May 9, 1849 - The revolt is suppressed. Richard Wagner, Bakunin and a companion, Heuber, flee to Chemnitz, where Bakunin and Heuber are arrested. Wagner hides in his sister's house and runs away
January 14, 1850 - Locked in the Königstein prison, he is sentenced to death
June 1850 - the death sentence is commuted to life imprisonment and subsequently to extradition to Austria
March 1851 - Imprisoned in Prague and later in Olmatz. Sentenced to death. The sentence is revoked but Bakunin is chained, hand and foot, to the cell wall. A short time later he is handed over to the Russians who imprison him in the basement of the Fortress of St. Peter and Paul
1851 - Confession before Nicholas I
1854 - Transfer to Schösselberg prison where he contracts scurvy and loses all his teeth
1857 - Tsar Alexander releases him and sends him into permanent exile in Siberia
1858 - he Marries a young Polish woman, Antonia Kwiatkowski and moves to Irkutsk
June 1861 - he manages to escape from Siberia, arrives in Nikolavsk in July, sails with the "Strelok" for Kastri, where he embarks on an American merchant ship, the "Vickery" bound for Hakodate in Japan. He arrives in Yokohama, and in October he sets sail for San Francisco. In November he arrives in New York. On December 27, 1861 he is in London
1862 - Publishes "To the Russians, Poles and other Slavic comrades" and "The cause of the people: Romanov, Pugachev or Pestel?"
1863 - He reunites with his wife in Stockholm. He goes to Londra and leaves for Italy. In Paris he renews his friendship with Proudhon
Mid 1864 - Return to Sweden. London, where he meets Marx. In Paris he renews his friendship with Proudhon. He finally arrives in Italy and settles in Florence
1864 - He founded the newspaper "Libertà e Giustizia"
October 1865- He is in Naples (Italy)
September 25, 1868 - Founds the "International Brotherhood" or Alliance of Revolutionary Socialists.

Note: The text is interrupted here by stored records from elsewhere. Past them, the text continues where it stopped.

use serde::{Deserialize, Serialize};

use crate::client::ApiClient;
use crate::error::Result;
use crate::models::matching::{MatchRunSummary, MatchingResult};

#[derive(Clone)]
pub struct MatchingService {
    client: ApiClient,
}

#[derive(Debug, Default, Serialize)]
#[serde(rename_all = "camelCase")]
struct PositionScope<'a> {
    #[serde(skip_serializing_if = "Option::is_none")]
    position_id: Option<&'a str>,
}

#[derive(Debug, Deserialize)]
#[serde(untagged)]
enum ResultListPayload {
    Wrapped {
        #[serde(alias = "matches", alias = "shortlisted")]
        results: Vec<MatchingResult>,
    },
    Items(Vec<MatchingResult>),
}

impl From<ResultListPayload> for Vec<MatchingResult> {
    fn from(value: ResultListPayload) -> Self {
        match value {
            ResultListPayload::Wrapped { results } => results,
            ResultListPayload::Items(items) => items,
        }
    }
}

impl MatchingService {
    pub fn new(client: ApiClient) -> Self {
        Self { client }
    }

    pub async fn results(&self, position_id: Option<&str>) -> Result<Vec<MatchingResult>> {
        let payload: ResultListPayload = self
            .client
            .get_with_query("ai-matching/results", &PositionScope { position_id })
            .await?;
        Ok(payload.into())
    }

    pub async fn shortlisted(&self, position_id: Option<&str>) -> Result<Vec<MatchingResult>> {
        let payload: ResultListPayload = self
            .client
            .get_with_query("ai-matching/shortlisted", &PositionScope { position_id })
            .await?;
        Ok(payload.into())
    }

    /// Starts the backend batch job. No progress is streamed back.
    pub async fn match_all(&self, position_id: Option<&str>) -> Result<MatchRunSummary> {
        let summary: Option<MatchRunSummary> = self
            .client
            .post("ai-matching/match-all", &PositionScope { position_id })
            .await?;
        Ok(summary.unwrap_or_default())
    }
}
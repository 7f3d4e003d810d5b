//! Screen controllers. Each one drives a service, reports the outcome through
//! a [`Notifier`] and asks through a [`Prompter`] before destructive actions.

pub mod access_control;
pub mod application_list;
pub mod dialog;
pub mod interview_scheduler;
pub mod matching_results;
pub mod notifier;
pub mod poller;
pub mod position_manager;
pub mod selected_candidates;
pub mod settings;

pub use dialog::{DialogResult, Prompter};
pub use notifier::Notifier;
pub use poller::Poller;

use crate::error::Result;

/// Turns a failure into an error toast and hands it back unchanged.
pub(crate) fn toast_err<T>(notifier: &dyn Notifier, result: Result<T>) -> Result<T> {
    if let Err(err) = &result {
        notifier.error(&err.user_message());
    }
    result
}
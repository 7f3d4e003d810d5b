use serde::Serialize;

use crate::client::{ApiClient, Download};
use crate::error::Result;
use crate::models::application::{
    Application, ApplicationListPayload, ApplicationListQuery, ApplicationPage, ApplicationStatus,
    DashboardStats,
};

#[derive(Clone)]
pub struct ApplicationService {
    client: ApiClient,
}

#[derive(Debug, Serialize)]
struct StatusUpdate {
    status: ApplicationStatus,
}

impl ApplicationService {
    pub fn new(client: ApiClient) -> Self {
        Self { client }
    }

    pub fn client(&self) -> &ApiClient {
        &self.client
    }

    pub async fn list(&self, query: &ApplicationListQuery) -> Result<ApplicationPage> {
        let payload: ApplicationListPayload = self.client.get_with_query("applications", query).await?;
        Ok(payload.into())
    }

    pub async fn get_by_id(&self, id: &str) -> Result<Application> {
        self.client.get(&format!("applications/{}", id)).await
    }

    pub async fn update_status(&self, id: &str, status: ApplicationStatus) -> Result<Option<Application>> {
        self.client
            .put(&format!("applications/{}", id), &StatusUpdate { status })
            .await
    }

    pub async fn download_resume(&self, id: &str) -> Result<Download> {
        self.client.download(&format!("applications/{}/resume", id)).await
    }

    pub async fn dashboard_stats(&self) -> Result<DashboardStats> {
        self.client.get("applications/stats/dashboard").await
    }
}
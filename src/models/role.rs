use serde::{Deserialize, Serialize};

use super::common::HasId;

#[derive(Debug, Clone, Default, PartialEq, Eq, Serialize, Deserialize)]
#[serde(rename_all = "camelCase")]
pub struct Permission {
    pub module: String,
    #[serde(default)]
    pub actions: Vec<String>,
}

#[derive(Debug, Clone, Serialize, Deserialize)]
#[serde(rename_all = "camelCase")]
pub struct Role {
    #[serde(default, alias = "_id")]
    pub id: String,
    pub name: String,
    #[serde(default)]
    pub description: Option<String>,
    #[serde(default)]
    pub permissions: Vec<Permission>,
    #[serde(default)]
    pub is_system: bool,
    #[serde(default)]
    pub user_count: Option<u64>,
}

impl HasId for Role {
    fn id(&self) -> &str {
        &self.id
    }
}

impl Role {
    pub fn allows(&self, module: &str, action: &str) -> bool {
        self.permissions
            .iter()
            .any(|p| p.module == module && p.actions.iter().any(|a| a == action))
    }
}

/// Module/action pairs the backend knows about.
#[derive(Debug, Clone, Default, PartialEq, Eq, Serialize, Deserialize)]
#[serde(rename_all = "camelCase")]
pub struct PermissionCatalog {
    #[serde(default)]
    pub modules: Vec<ModuleActions>,
}

#[derive(Debug, Clone, Default, PartialEq, Eq, Serialize, Deserialize)]
#[serde(rename_all = "camelCase")]
pub struct ModuleActions {
    #[serde(alias = "name")]
    pub module: String,
    #[serde(default)]
    pub actions: Vec<String>,
}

1867 - In Genoa he attends the inaugural Congress of the League for Peace and Freedom and writes "Liberty, Federalism and Anti-theologism"
July 1868 - Enrolled in the Genoese section of the International. He settles in the Ligurian capital
September 25, 1868 - Founds the "International Brotherhood" or Alliance of Revolutionary Socialists
January 1869 - The Alliance dissolves
March 1869 - Collaboration with Neachev begins
Autumn 1869 - Transfer to Locarno. He translates the first volume of the "Capital"
September 1869 - Attends the Congress of the International in Basel
March 20, 1870 - Marx foments hatred for Bakunin among German colleagues by declaring that the Russian anarchist is a spy for the Panslavist Party, from which Bakunin receives 25,000 francs annually.
June 1870 - Breaks with Nechaev
1870 - Publishes "Letters to a Frenchman"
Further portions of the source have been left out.